_Requirement_: Scan the records below. Report the number of lines containing the word "function", and nothing more.

[Collected data]
- Opening Delimiter -
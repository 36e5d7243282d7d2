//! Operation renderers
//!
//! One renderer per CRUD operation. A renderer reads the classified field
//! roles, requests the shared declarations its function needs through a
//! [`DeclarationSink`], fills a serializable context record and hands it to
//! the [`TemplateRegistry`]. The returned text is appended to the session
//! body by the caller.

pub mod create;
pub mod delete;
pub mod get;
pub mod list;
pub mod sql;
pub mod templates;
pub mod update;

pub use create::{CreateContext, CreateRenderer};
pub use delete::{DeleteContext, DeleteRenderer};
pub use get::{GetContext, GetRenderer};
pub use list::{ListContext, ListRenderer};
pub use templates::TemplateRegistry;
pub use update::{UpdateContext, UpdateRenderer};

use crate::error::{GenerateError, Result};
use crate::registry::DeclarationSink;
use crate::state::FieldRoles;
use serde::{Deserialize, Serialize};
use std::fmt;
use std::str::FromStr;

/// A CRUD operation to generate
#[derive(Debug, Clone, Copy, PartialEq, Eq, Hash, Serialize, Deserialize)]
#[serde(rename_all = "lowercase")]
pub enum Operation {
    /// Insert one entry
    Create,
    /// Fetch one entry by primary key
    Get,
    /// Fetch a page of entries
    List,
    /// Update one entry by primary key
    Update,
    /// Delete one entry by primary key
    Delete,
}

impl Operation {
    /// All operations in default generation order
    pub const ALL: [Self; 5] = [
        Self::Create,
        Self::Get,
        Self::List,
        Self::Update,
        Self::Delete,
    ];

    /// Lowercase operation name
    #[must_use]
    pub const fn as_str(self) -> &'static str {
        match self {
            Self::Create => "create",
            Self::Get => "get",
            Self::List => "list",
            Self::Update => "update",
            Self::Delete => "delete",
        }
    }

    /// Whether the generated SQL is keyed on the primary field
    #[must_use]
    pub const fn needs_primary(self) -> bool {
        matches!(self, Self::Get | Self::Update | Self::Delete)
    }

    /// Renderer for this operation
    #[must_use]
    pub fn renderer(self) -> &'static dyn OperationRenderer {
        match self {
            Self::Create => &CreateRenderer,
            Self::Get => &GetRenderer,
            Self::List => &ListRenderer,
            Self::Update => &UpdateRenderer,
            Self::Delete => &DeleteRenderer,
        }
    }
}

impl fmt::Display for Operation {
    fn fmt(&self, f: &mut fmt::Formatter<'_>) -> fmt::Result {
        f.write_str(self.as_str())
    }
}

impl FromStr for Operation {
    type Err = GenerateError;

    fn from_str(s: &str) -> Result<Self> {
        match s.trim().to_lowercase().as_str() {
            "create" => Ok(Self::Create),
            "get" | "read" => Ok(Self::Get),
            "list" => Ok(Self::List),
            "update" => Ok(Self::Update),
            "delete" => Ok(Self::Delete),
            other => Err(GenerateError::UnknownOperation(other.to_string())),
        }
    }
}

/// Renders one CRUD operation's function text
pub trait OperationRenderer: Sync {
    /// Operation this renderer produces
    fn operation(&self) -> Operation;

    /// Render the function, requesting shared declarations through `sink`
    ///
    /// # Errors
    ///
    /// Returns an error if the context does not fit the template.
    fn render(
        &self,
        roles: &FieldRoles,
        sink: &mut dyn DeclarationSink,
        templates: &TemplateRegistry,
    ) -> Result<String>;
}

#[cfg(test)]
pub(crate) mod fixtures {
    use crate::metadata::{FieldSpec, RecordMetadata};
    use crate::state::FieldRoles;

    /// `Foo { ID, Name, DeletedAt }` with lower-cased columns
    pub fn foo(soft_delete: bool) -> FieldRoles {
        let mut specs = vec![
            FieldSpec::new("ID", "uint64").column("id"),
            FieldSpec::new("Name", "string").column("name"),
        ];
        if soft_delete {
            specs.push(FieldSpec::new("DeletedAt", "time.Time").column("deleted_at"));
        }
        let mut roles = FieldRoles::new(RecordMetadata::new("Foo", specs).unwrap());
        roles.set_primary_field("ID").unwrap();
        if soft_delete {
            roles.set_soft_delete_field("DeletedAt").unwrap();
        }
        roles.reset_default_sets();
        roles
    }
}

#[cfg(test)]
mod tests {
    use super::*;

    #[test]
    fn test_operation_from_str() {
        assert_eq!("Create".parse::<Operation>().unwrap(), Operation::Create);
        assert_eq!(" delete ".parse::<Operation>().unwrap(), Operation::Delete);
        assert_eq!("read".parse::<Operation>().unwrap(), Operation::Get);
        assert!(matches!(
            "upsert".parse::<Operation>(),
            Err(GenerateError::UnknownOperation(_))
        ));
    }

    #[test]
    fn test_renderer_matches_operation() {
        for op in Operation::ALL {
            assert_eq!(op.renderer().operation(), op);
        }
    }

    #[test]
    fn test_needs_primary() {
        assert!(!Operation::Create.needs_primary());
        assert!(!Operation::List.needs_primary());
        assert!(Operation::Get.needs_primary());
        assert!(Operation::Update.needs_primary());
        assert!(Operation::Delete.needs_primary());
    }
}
- Closing Delimiter -
_Result_: 3